A full incident postmortem for this specific failure, including the exact
Kubernetes events and the Helm values diff before and after the fix, is in
infrastructure/INCIDENT_BACKSTAGE_CRASHLOOP_RCA.md.

Authentication: local dev vs production

The Backstage new backend architecture (introduced in version 1.x) includes
an internal authentication policy that requires all service-to-service calls
to include a valid Backstage token. This affects how the scaffolder frontend
talks to the scaffolder backend — a call that was unauthenticated in older
versions.

For local development only, the quickest fix is to use the guest auth
provider:

backstage:
  backstage:
    appConfig:
      auth:
        providers:
          guest:
            dangerouslyAllowOutsideDevelopment: true

This keeps the auth subsystem active and provides a real
user:default/guest identity to all plugins — which is safer than
disabling auth entirely with dangerouslyDisableDefaultAuthPolicy: true.
Plugins that assume a user context will behave correctly.

For production, use the GitHub OAuth provider:

# infrastructure/backstage/values-prod.yaml
backstage:
  backstage:
    appConfig:
      auth:
        environment: production
        providers:
          github:
            production:
              clientId: ${GITHUB_CLIENT_ID}
              clientSecret: ${GITHUB_CLIENT_SECRET}

Store GITHUB_CLIENT_ID and GITHUB_CLIENT_SECRET as Kubernetes secrets,
not in values.yaml. The Helm chart's extraEnvVarsSecrets field handles
this:

backstage:
  backstage:
    extraEnvVarsSecrets:
      - backstage-secrets

Then create the secret:

kubectl create secret generic backstage-secrets \
  -n backstage \
  --from-literal=GITHUB_CLIENT_ID="your-client-id" \
  --from-literal=GITHUB_CLIENT_SECRET="your-client-secret"

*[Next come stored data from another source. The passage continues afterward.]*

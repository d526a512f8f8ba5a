//! Pagination for list endpoints
//!
//! Fixed default of 20 items per page, caller-overridable via `page_size`
//! up to a hard ceiling of 200. Out-of-range page numbers are clamped into
//! the valid range rather than rejected.

use serde::Serialize;

/// Default page size for all list endpoints
pub const DEFAULT_PAGE_SIZE: i64 = 20;

/// Hard ceiling on caller-supplied page sizes
pub const MAX_PAGE_SIZE: i64 = 200;

/// Clamp a caller-supplied page size into [1, MAX_PAGE_SIZE]
pub fn clamp_page_size(requested: i64) -> i64 {
    requested.clamp(1, MAX_PAGE_SIZE)
}

/// Pagination window calculated from total results
#[derive(Debug, Clone, Copy)]
pub struct PageWindow {
    /// Current page number (1-indexed, clamped)
    pub page: i64,
    /// Total number of pages
    pub total_pages: i64,
    /// Offset for SQL LIMIT/OFFSET query
    pub offset: i64,
}

/// Calculate the pagination window from total results and requested page.
///
/// Ensures page is within valid bounds [1, total_pages].
pub fn window(total_results: i64, requested_page: i64, page_size: i64) -> PageWindow {
    let total_pages = (total_results + page_size - 1) / page_size;
    let page = requested_page.max(1).min(total_pages.max(1));
    let offset = (page - 1) * page_size;

    PageWindow {
        page,
        total_pages,
        offset,
    }
}

/// One page of a list response.
///
/// `count` is the size of the full matching set regardless of page size;
/// `next`/`previous` are page numbers, absent at the edges.
#[derive(Debug, Serialize)]
pub struct Page<T> {
    pub count: i64,
    pub next: Option<i64>,
    pub previous: Option<i64>,
    pub results: Vec<T>,
}

impl<T> Page<T> {
    pub fn new(count: i64, window: PageWindow, results: Vec<T>) -> Self {
        let next = (window.page < window.total_pages).then(|| window.page + 1);
        let previous = (window.page > 1).then(|| window.page - 1);

        Page {
            count,
            next,
            previous,
            results,
        }
    }
}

How to verify auth is configured correctly:

# Check the scaffolder actions API directly
curl http://localhost:7010/api/scaffolder/v2/actions

# If you get 401: auth is not configured for your environment
# If you get 200 with a JSON list of actions: auth is working

If you get a 401 with {"error":{"name":"AuthenticationError","message":"Missing credentials"}},
the scaffolder form will load but render blank — the page returns HTTP 200
but has no data to display. This is only visible in browser developer tools.

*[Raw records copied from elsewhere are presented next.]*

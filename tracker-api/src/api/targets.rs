//! Target CRUD endpoints plus the score and promote actions

use std::collections::HashMap;
use std::str::FromStr;

use axum::{
    extract::{Path, Query, State},
    http::StatusCode,
    routing::{get, post},
    Json, Router,
};
use chrono::Utc;
use serde::{Deserialize, Serialize};
use sqlx::SqlitePool;
use uuid::Uuid;

use tracker_common::db::models::Target;
use tracker_common::{validate, TargetStatus};

use crate::error::{ApiError, ApiResult};
use crate::pagination::Page;
use crate::query::{self, FilterField, FilterKind, ListSpec};
use crate::{scoring, AppState};

static LIST: ListSpec = ListSpec {
    select: "SELECT * FROM targets",
    count: "SELECT COUNT(*) FROM targets",
    filters: &[
        // Status filtering is case-insensitive; promotion validation is not
        FilterField {
            param: "status",
            column: "status",
            kind: FilterKind::ExactCi,
        },
        FilterField {
            param: "priority_min",
            column: "priority",
            kind: FilterKind::IntMin,
        },
        FilterField {
            param: "priority_max",
            column: "priority",
            kind: FilterKind::IntMax,
        },
        FilterField {
            param: "confidence_min",
            column: "confidence",
            kind: FilterKind::FloatMin,
        },
        FilterField {
            param: "confidence_max",
            column: "confidence",
            kind: FilterKind::FloatMax,
        },
        FilterField {
            param: "created_at_min",
            column: "created_at",
            kind: FilterKind::DateMin,
        },
        FilterField {
            param: "created_at_max",
            column: "created_at",
            kind: FilterKind::DateMax,
        },
    ],
    search_columns: &["name", "description", "tags"],
    ordering_fields: &[
        ("priority", "priority"),
        ("confidence", "confidence"),
        ("updated_at", "updated_at"),
        ("created_at", "created_at"),
    ],
    default_order: "updated_at DESC, priority DESC, confidence DESC",
};

pub fn target_routes() -> Router<AppState> {
    Router::new()
        .route("/targets", get(list_targets).post(create_target))
        .route(
            "/targets/:id",
            get(get_target)
                .patch(update_target)
                .put(update_target)
                .delete(delete_target),
        )
        .route("/targets/:id/score", get(target_score))
        .route("/targets/:id/promote", post(promote_target))
}

async fn fetch_target(db: &SqlitePool, id: &str) -> ApiResult<Target> {
    sqlx::query_as::<_, Target>("SELECT * FROM targets WHERE id = ?")
        .bind(id)
        .fetch_optional(db)
        .await?
        .ok_or_else(|| ApiError::NotFound(format!("target {} not found", id)))
}

/// GET /targets/
async fn list_targets(
    State(state): State<AppState>,
    Query(params): Query<HashMap<String, String>>,
) -> ApiResult<Json<Page<Target>>> {
    let page = query::fetch_page::<Target>(&state.db, &LIST, &params).await?;
    Ok(Json(page))
}

#[derive(Debug, Deserialize)]
struct CreateTarget {
    name: String,
    #[serde(default)]
    description: String,
    #[serde(default)]
    status: TargetStatus,
    #[serde(default)]
    priority: u32,
    #[serde(default)]
    tags: String,
    #[serde(default)]
    confidence: f64,
}

/// POST /targets/
async fn create_target(
    State(state): State<AppState>,
    Json(body): Json<CreateTarget>,
) -> ApiResult<(StatusCode, Json<Target>)> {
    validate::unit_interval("confidence", body.confidence)?;

    let id = Uuid::new_v4().to_string();
    let now = Utc::now();

    sqlx::query(
        "INSERT INTO targets (id, name, description, status, priority, tags, confidence, created_at, updated_at) \
         VALUES (?, ?, ?, ?, ?, ?, ?, ?, ?)",
    )
    .bind(&id)
    .bind(&body.name)
    .bind(&body.description)
    .bind(body.status)
    .bind(body.priority as i64)
    .bind(&body.tags)
    .bind(body.confidence)
    .bind(now)
    .bind(now)
    .execute(&state.db)
    .await
    .map_err(|e| ApiError::from_write(e, "target with this name already exists"))?;

    let target = fetch_target(&state.db, &id).await?;
    Ok((StatusCode::CREATED, Json(target)))
}

/// GET /targets/{id}/
async fn get_target(
    State(state): State<AppState>,
    Path(id): Path<String>,
) -> ApiResult<Json<Target>> {
    Ok(Json(fetch_target(&state.db, &id).await?))
}

#[derive(Debug, Default, Deserialize)]
struct UpdateTarget {
    name: Option<String>,
    description: Option<String>,
    status: Option<TargetStatus>,
    priority: Option<u32>,
    tags: Option<String>,
    confidence: Option<f64>,
}

/// PATCH|PUT /targets/{id}/
///
/// Partial update: absent fields keep their current values. updated_at is
/// refreshed on every accepted write.
async fn update_target(
    State(state): State<AppState>,
    Path(id): Path<String>,
    Json(body): Json<UpdateTarget>,
) -> ApiResult<Json<Target>> {
    let current = fetch_target(&state.db, &id).await?;

    if let Some(confidence) = body.confidence {
        validate::unit_interval("confidence", confidence)?;
    }

    let name = body.name.unwrap_or(current.name);
    let description = body.description.unwrap_or(current.description);
    let status = body.status.unwrap_or(current.status);
    let priority = body.priority.map(i64::from).unwrap_or(current.priority);
    let tags = body.tags.unwrap_or(current.tags);
    let confidence = body.confidence.unwrap_or(current.confidence);

    sqlx::query(
        "UPDATE targets SET name = ?, description = ?, status = ?, priority = ?, tags = ?, confidence = ?, updated_at = ? \
         WHERE id = ?",
    )
    .bind(&name)
    .bind(&description)
    .bind(status)
    .bind(priority)
    .bind(&tags)
    .bind(confidence)
    .bind(Utc::now())
    .bind(&id)
    .execute(&state.db)
    .await
    .map_err(|e| ApiError::from_write(e, "target with this name already exists"))?;

    Ok(Json(fetch_target(&state.db, &id).await?))
}

/// DELETE /targets/{id}/
///
/// Cascades to the target's associations.
async fn delete_target(
    State(state): State<AppState>,
    Path(id): Path<String>,
) -> ApiResult<StatusCode> {
    let result = sqlx::query("DELETE FROM targets WHERE id = ?")
        .bind(&id)
        .execute(&state.db)
        .await?;

    if result.rows_affected() == 0 {
        return Err(ApiError::NotFound(format!("target {} not found", id)));
    }

    Ok(StatusCode::NO_CONTENT)
}

#[derive(Debug, Serialize)]
struct ScoreResponse {
    target: String,
    score: f64,
}

/// GET /targets/{id}/score/
///
/// Weighted score over the target's associations, computed in the store on
/// every call.
async fn target_score(
    State(state): State<AppState>,
    Path(id): Path<String>,
) -> ApiResult<Json<ScoreResponse>> {
    let score = scoring::compute_score(&state.db, &id).await?;
    Ok(Json(ScoreResponse { target: id, score }))
}

#[derive(Debug, Deserialize)]
struct PromoteRequest {
    #[serde(default)]
    status: Option<String>,
}

/// POST /targets/{id}/promote/
///
/// Sets the target status to any of the four valid values; no transition
/// graph beyond enum membership. Idempotent: promoting to the current
/// status succeeds and still refreshes updated_at.
async fn promote_target(
    State(state): State<AppState>,
    Path(id): Path<String>,
    Json(body): Json<PromoteRequest>,
) -> ApiResult<Json<Target>> {
    // 404 before status validation
    fetch_target(&state.db, &id).await?;

    let requested = body.status.unwrap_or_default();
    let status = TargetStatus::from_str(&requested)?;

    sqlx::query("UPDATE targets SET status = ?, updated_at = ? WHERE id = ?")
        .bind(status)
        .bind(Utc::now())
        .bind(&id)
        .execute(&state.db)
        .await?;

    Ok(Json(fetch_target(&state.db, &id).await?))
}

Catalog configuration: registering templates

The Backstage catalog applies security rules to what entity kinds are
accepted from each registered location. The default allow list for
repository-based locations does not include Template.

This is documented in
the catalog rules documentation
and the
adding templates documentation.

The registration pattern that works:

backstage:
  backstage:
    appConfig:
      catalog:
        locations:
          - type: url
            target: https://github.com/your-org/your-repo/blob/main/backstage/templates/your-template/template.yaml
            rules:
              - allow: [Template]

Without the rules: - allow: [Template] block, the entity is silently
rejected at ingestion time. The only signal is a warning in the Backstage
server logs — nothing appears in the UI.

How to diagnose catalog ingestion failures:

kubectl logs -n backstage deploy/backstage --tail=100 \
  | grep -i "warn\|error\|forbidden\|NotAllowedError"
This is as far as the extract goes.